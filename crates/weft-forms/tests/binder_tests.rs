//! Form binder tests
//!
//! Binding of scalar, optional, enum, array, nested and uploaded values,
//! binder rules with editors, and partial-failure error reporting.

mod fixtures;

use bytes::Bytes;
use chrono::NaiveDate;
use fixtures::{Color, Component, Sample};
use proptest::prelude::*;
use rstest::rstest;
use rust_decimal::Decimal;
use weft_forms::editors::{CurrencyEditor, DateEditor, StringArrayEditor, StringTrimmerEditor};
use weft_forms::{BinderRule, ErrorCollector, FormBinder, ValueKind, bind};
use weft_http::{FilePart, Method, ParameterMap, Request};

fn params(pairs: &[(&str, &str)]) -> ParameterMap {
	pairs.iter().copied().collect()
}

#[rstest]
fn test_bad_field_does_not_stop_siblings() {
	let mut sample = Sample::default();
	let errors = bind(
		&params(&[("primitive", "abc"), ("name", "Ada")]),
		&[],
		&mut sample,
		&[],
	);

	assert_eq!(sample.name, "Ada");
	assert_eq!(sample.primitive, 0);
	assert_eq!(errors.len(), 1);
	assert_eq!(errors.get("primitive"), Some("'abc' is not a valid integer"));
}

#[rstest]
fn test_scalar_conversions() {
	let mut sample = Sample::default();
	let errors = bind(
		&params(&[
			("primitive", "42"),
			("boxed", "7"),
			("price", "19.99"),
			("born", "1976-07-04"),
			("active", "on"),
		]),
		&[],
		&mut sample,
		&[],
	);

	assert!(errors.is_empty(), "{errors}");
	assert_eq!(sample.primitive, 42);
	assert_eq!(sample.boxed, Some(7));
	assert_eq!(sample.price, Decimal::new(1999, 2));
	assert_eq!(sample.born, NaiveDate::from_ymd_opt(1976, 7, 4));
	assert!(sample.active);
}

#[rstest]
fn test_blank_resets_primitive_and_clears_optional() {
	let mut sample = Sample {
		primitive: 9,
		boxed: Some(3),
		note: Some("kept".to_string()),
		..Default::default()
	};
	let errors = bind(
		&params(&[("primitive", ""), ("boxed", ""), ("note", "")]),
		&[],
		&mut sample,
		&[],
	);

	assert!(errors.is_empty());
	assert_eq!(sample.primitive, 0);
	assert_eq!(sample.boxed, None);
	assert_eq!(sample.note, None);
}

#[rstest]
fn test_enum_fields() {
	let mut sample = Sample::default();
	let errors = bind(
		&params(&[("color", "BLUE"), ("favorite", "GREEN")]),
		&[],
		&mut sample,
		&[],
	);

	assert!(errors.is_empty());
	assert_eq!(sample.color, Color::Blue);
	assert_eq!(sample.favorite, Some(Color::Green));
}

#[rstest]
fn test_unknown_enum_constant() {
	let mut sample = Sample::default();
	let errors = bind(&params(&[("color", "PURPLE")]), &[], &mut sample, &[]);

	let message = errors.get("color").unwrap();
	assert!(message.starts_with("No enum constant "));
	assert!(message.ends_with("Color.PURPLE"));
	assert_eq!(sample.color, Color::Red);
}

#[rstest]
fn test_enum_array_drops_blanks() {
	let mut sample = Sample::default();
	let errors = bind(
		&params(&[("colors", "RED"), ("colors", ""), ("colors", "BLUE")]),
		&[],
		&mut sample,
		&[],
	);

	assert!(errors.is_empty());
	assert_eq!(sample.colors, vec![Color::Red, Color::Blue]);
}

#[rstest]
fn test_enum_array_deduplicates_by_variant() {
	let mut sample = Sample::default();
	let errors = bind(
		&params(&[("colors", "RED"), ("colors", " RED"), ("colors", "BLUE"), ("colors", "RED ")]),
		&[],
		&mut sample,
		&[],
	);

	assert!(errors.is_empty());
	assert_eq!(sample.colors, vec![Color::Red, Color::Blue]);
}

#[rstest]
fn test_array_values_are_deduplicated() {
	let mut sample = Sample::default();
	let errors = bind(
		&params(&[("scores", "1"), ("scores", "2"), ("scores", "1")]),
		&[],
		&mut sample,
		&[],
	);

	assert!(errors.is_empty());
	assert_eq!(sample.scores, vec![1, 2]);
}

#[rstest]
fn test_array_editor_output_is_flattened() {
	let rules = [BinderRule::new("array", StringArrayEditor::comma_delimited()).unwrap()];
	let mut sample = Sample::default();
	let errors = bind(
		&params(&[("array", "a, b"), ("array", "b,c")]),
		&[],
		&mut sample,
		&rules,
	);

	assert!(errors.is_empty());
	assert_eq!(sample.array, vec!["a", "b", "c"]);
}

#[rstest]
fn test_rules_match_paths_without_indexes() {
	let rules = [BinderRule::new("list\\.indexed", StringTrimmerEditor).unwrap()];
	let mut sample = Sample::default();
	sample.list.push(Component::default());
	let errors = bind(&params(&[("list[0].indexed", "  first  ")]), &[], &mut sample, &rules);

	assert!(errors.is_empty());
	assert_eq!(sample.list[0].indexed, "first");
}

#[rstest]
fn test_indexed_terminal_assigns_element() {
	let mut sample = Sample::default();
	let errors = bind(&params(&[("array[1]", "x")]), &[], &mut sample, &[]);

	assert!(errors.is_empty());
	assert_eq!(sample.array, vec!["", "x"]);
}

#[rstest]
fn test_nested_indexed_and_mapped_paths() {
	let mut sample = Sample::default();
	sample.list.push(Component::default());
	sample.map.insert("home".to_string(), Component::default());

	let errors = bind(
		&params(&[
			("component.simple", "top"),
			("list[0].indexed", "first"),
			("list[4].indexed", "ignored"),
			("map(home).mapped", "12"),
			("rows[1].simple", "grown"),
		]),
		&[],
		&mut sample,
		&[],
	);

	assert!(errors.is_empty());
	assert_eq!(sample.component.simple, "top");
	assert_eq!(sample.list.len(), 1);
	assert_eq!(sample.list[0].indexed, "first");
	assert_eq!(sample.map["home"].mapped, Some(12));
	assert_eq!(sample.rows.len(), 2);
	assert_eq!(sample.rows[1].simple, "grown");
}

#[rstest]
fn test_extended_fields_bind() {
	let mut sample = Sample::default();
	let errors = bind(
		&params(&[("inherited", "yes"), ("revision", "3")]),
		&[],
		&mut sample,
		&[],
	);

	assert!(errors.is_empty());
	assert_eq!(sample.audited.inherited, "yes");
	assert_eq!(sample.audited.revision, 3);
}

#[rstest]
fn test_children_of_extended_type_bind() {
	let mut sample = Sample::default();
	sample.audited.contacts.push(Component::default());
	let errors = bind(
		&params(&[("address.simple", "Main St"), ("contacts[0].indexed", "office"), ("name", "x")]),
		&[],
		&mut sample,
		&[],
	);

	assert!(errors.is_empty());
	assert_eq!(sample.name, "x");
	assert_eq!(sample.audited.address.simple, "Main St");
	assert_eq!(sample.audited.contacts[0].indexed, "office");
}

#[rstest]
fn test_unknown_parameters_are_skipped() {
	let mut sample = Sample::default();
	let errors = bind(
		&params(&[("_choice", "next"), ("component", "text")]),
		&[],
		&mut sample,
		&[],
	);

	assert!(errors.is_empty());
}

#[rstest]
fn test_malformed_key_is_a_field_error() {
	let mut sample = Sample::default();
	let errors = bind(&params(&[("a..b", "1"), ("name", "ok")]), &[], &mut sample, &[]);

	assert!(errors.is_set("a..b"));
	assert_eq!(sample.name, "ok");
}

#[rstest]
fn test_rules_decode_without_coercion() {
	let rules = [
		BinderRule::new("price", CurrencyEditor::new()).unwrap(),
		BinderRule::new("born", DateEditor::new()).unwrap(),
		BinderRule::for_kind(ValueKind::Text, StringTrimmerEditor).unwrap(),
	];
	let mut sample = Sample::default();
	let errors = bind(
		&params(&[
			("price", "$1,234.50"),
			("born", "07/04/1976"),
			("name", "  Ada  "),
			("note", "   "),
		]),
		&[],
		&mut sample,
		&rules,
	);

	assert!(errors.is_empty(), "{errors}");
	assert_eq!(sample.price, Decimal::new(123450, 2));
	assert_eq!(sample.born, NaiveDate::from_ymd_opt(1976, 7, 4));
	assert_eq!(sample.name, "Ada");
	assert_eq!(sample.note, None);
}

#[rstest]
fn test_editor_message_becomes_field_error() {
	let rules = [BinderRule::new("price", CurrencyEditor::new()).unwrap()];
	let mut sample = Sample::default();
	let errors = bind(&params(&[("price", "lots")]), &[], &mut sample, &rules);

	assert_eq!(
		errors.get("price"),
		Some("Please enter a number in the format '$999.99'")
	);
}

#[rstest]
fn test_existing_error_is_not_overwritten() {
	let mut sample = Sample::default();
	let mut errors = ErrorCollector::new();
	errors.put("primitive", "Set by the application");

	FormBinder::new(&[]).bind_into(&params(&[("primitive", "abc")]), &[], &mut sample, &mut errors);

	assert_eq!(errors.get("primitive"), Some("Set by the application"));
	assert_eq!(errors.len(), 1);
}

#[rstest]
fn test_multipart_parts() {
	let request = Request::builder()
		.method(Method::POST)
		.uri("/upload.act")
		.part(FilePart::field("name", "Ada"))
		.part(FilePart::field("scores", "4"))
		.part(FilePart::field("scores", "5"))
		.part(FilePart::file("avatar", "me.png", "image/png", vec![1u8, 2, 3]))
		.part(FilePart::file("unknown", "x.bin", "application/octet-stream", vec![0u8]))
		.build()
		.unwrap();
	assert!(request.is_multipart());

	let mut sample = Sample::default();
	let mut errors = ErrorCollector::new();
	FormBinder::new(&[]).bind_request(&request, &mut sample, &mut errors);

	assert!(errors.is_empty(), "{errors}");
	assert_eq!(sample.name, "Ada");
	assert_eq!(sample.scores, vec![4, 5]);
	assert_eq!(sample.avatar, Bytes::from_static(&[1, 2, 3]));
}

#[rstest]
fn test_file_part_for_text_field_is_recorded() {
	let mut sample = Sample::default();
	let parts = [FilePart::file("primitive", "n.txt", "text/plain", vec![b'1'])];
	let errors = bind(&ParameterMap::new(), &parts, &mut sample, &[]);

	assert!(errors.is_set("primitive"));
}

proptest! {
	#[test]
	fn test_blank_binding_is_idempotent(primitive in any::<i32>(), boxed in any::<Option<i32>>(), name in "[a-z]{0,8}") {
		let blank = params(&[("primitive", ""), ("boxed", ""), ("name", "")]);
		let mut once = Sample { primitive, boxed, name: name.clone(), ..Default::default() };
		let mut twice = Sample { primitive, boxed, name, ..Default::default() };

		bind(&blank, &[], &mut once, &[]);
		bind(&blank, &[], &mut twice, &[]);
		bind(&blank, &[], &mut twice, &[]);

		prop_assert_eq!(once.primitive, 0);
		prop_assert_eq!(once.boxed, None);
		prop_assert_eq!(once.primitive, twice.primitive);
		prop_assert_eq!(once.boxed, twice.boxed);
		prop_assert_eq!(once.name, twice.name);
	}

	#[test]
	fn test_integer_text_round_trips(value in any::<i32>()) {
		let text = value.to_string();
		let mut sample = Sample::default();
		let errors = bind(&params(&[("primitive", text.as_str())]), &[], &mut sample, &[]);
		prop_assert!(errors.is_empty());
		prop_assert_eq!(sample.primitive, value);
	}
}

- - - - - - -

**EXERCISE DETAILS**
State how many lines of the records above contain the word "FormBinder", giving only that number.

**COMPLETED TASK**
3